Court of Appeals of Alaska
Jun 28, 2023
No. A-13588 (Alaska Ct. App. Jun. 28, 2023)

Opinion

A-13588 7065

06-28-2023

GILBERT RUSTY JOHNSON JR., Appellant, v. STATE OF ALASKA, Appellee.

Owen Shortell, Law Office of Owen Shortell, Anchorage, under contract with the Office of Public Advocacy, for the Appellant. Madison M. Mitchell, Assistant Attorney General, Office of Criminal Appeals, Anchorage, and Treg R. Taylor, Attorney General, Juneau, for the Appellee.


UNPUBLISHED See Alaska Appellate Rule 214(d)

Appeal from the Superior Court, First Judicial District, Prince of Wales, M. Jude Pate, Judge.

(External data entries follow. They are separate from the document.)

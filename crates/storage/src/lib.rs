// SPDX-License-Identifier: MIT

//! Durable queue store (C1): write-ahead log + periodic snapshot +
//! materialized state, mirroring the teacher's event-sourced storage
//! layer.

mod checkpoint;
mod error;
mod snapshot;
mod state;
mod store;
mod wal;

pub use checkpoint::{load_snapshot, Checkpointer, LoadError};
pub use error::{DatabaseHealth, StorageError, QUEUE_ITEM_COLUMNS};
pub use snapshot::{Snapshot, SnapshotError, CURRENT_SNAPSHOT_VERSION};
pub use state::MaterializedState;
pub use store::{default_store_dir, QueueStats, QueueStore};
pub use wal::{Wal, WalEntry, WalError};
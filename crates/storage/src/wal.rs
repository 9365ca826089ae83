// SPDX-License-Identifier: MIT

//! Write-ahead log: one JSON line per [`spindle_core::Event`], fsync'd
//! before the append call returns so a crash never loses an acknowledged
//! mutation.

use std::fs::{File, OpenOptions};
use std::io::{BufRead, BufReader, Write};
use std::path::{Path, PathBuf};

use serde::{Deserialize, Serialize};
use spindle_core::Event;
use thiserror::Error;

#[derive(Debug, Error)]
pub enum WalError {
    #[error("io error on wal {path}: {source}")]
    Io { path: PathBuf, #[source] source: std::io::Error },
    #[error("corrupt wal entry at line {line}: {source}")]
    Corrupt { line: usize, #[source] source: serde_json::Error },
}

/// One durable record: the monotonically increasing sequence number the
/// entry was assigned, paired with the event itself.
#[derive(Debug, Clone, Serialize, Deserialize)]
pub struct WalEntry {
    pub seq: u64,
    pub event: Event,
}

/// Append-only log backing the queue store. `seq` always continues from
/// whatever the caller passed as `starting_seq` on [`Wal::open`] (normally
/// one past the sequence number embedded in the last loaded snapshot).
pub struct Wal {
    file: File,
    path: PathBuf,
    next_seq: u64,
}

impl Wal {
    pub fn open(path: impl AsRef<Path>, starting_seq: u64) -> Result<Self, WalError> {
        let path = path.as_ref().to_path_buf();
        let file = OpenOptions::new()
            .create(true)
            .append(true)
            .open(&path)
            .map_err(|source| WalError::Io { path: path.clone(), source })?;
        Ok(Self { file, path, next_seq: starting_seq })
    }

    /// Append `event`, fsync, and return the sequence number it was
    /// assigned.
    pub fn append(&mut self, event: &Event) -> Result<u64, WalError> {
        let seq = self.next_seq;
        let entry = WalEntry { seq, event: event.clone() };
        let mut line = serde_json::to_vec(&entry).expect("WalEntry serialization is infallible");
        line.push(b'\n');
        self.file
            .write_all(&line)
            .map_err(|source| WalError::Io { path: self.path.clone(), source })?;
        self.file.sync_data().map_err(|source| WalError::Io { path: self.path.clone(), source })?;
        self.next_seq += 1;
        Ok(seq)
    }

    pub fn next_seq(&self) -> u64 {
        self.next_seq
    }

    /// Read every entry with `seq` strictly greater than `after_seq` (or
    /// every entry, if `after_seq` is `None`), in order, for recovery
    /// replay.
    pub fn read_after(path: impl AsRef<Path>, after_seq: Option<u64>) -> Result<Vec<WalEntry>, WalError> {
        let path = path.as_ref();
        if !path.exists() {
            return Ok(Vec::new());
        }
        let file = File::open(path).map_err(|source| WalError::Io { path: path.to_path_buf(), source })?;
        let reader = BufReader::new(file);
        let mut out = Vec::new();
        for (idx, line) in reader.lines().enumerate() {
            let line = line.map_err(|source| WalError::Io { path: path.to_path_buf(), source })?;
            if line.trim().is_empty() {
                continue;
            }
            let entry: WalEntry = serde_json::from_str(&line)
                .map_err(|source| WalError::Corrupt { line: idx + 1, source })?;
            let keep = match after_seq {
                Some(after) => entry.seq > after,
                None => true,
            };
            if keep {
                out.push(entry);
            }
        }
        Ok(out)
    }
}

Trial Court No. 1PW-18-00128 CR

Owen Shortell, Law Office of Owen Shortell, Anchorage, under contract with the Office of Public Advocacy, for the Appellant.

Madison M. Mitchell, Assistant Attorney General, Office of Criminal Appeals, Anchorage, and Treg R. Taylor, Attorney General, Juneau, for the Appellee.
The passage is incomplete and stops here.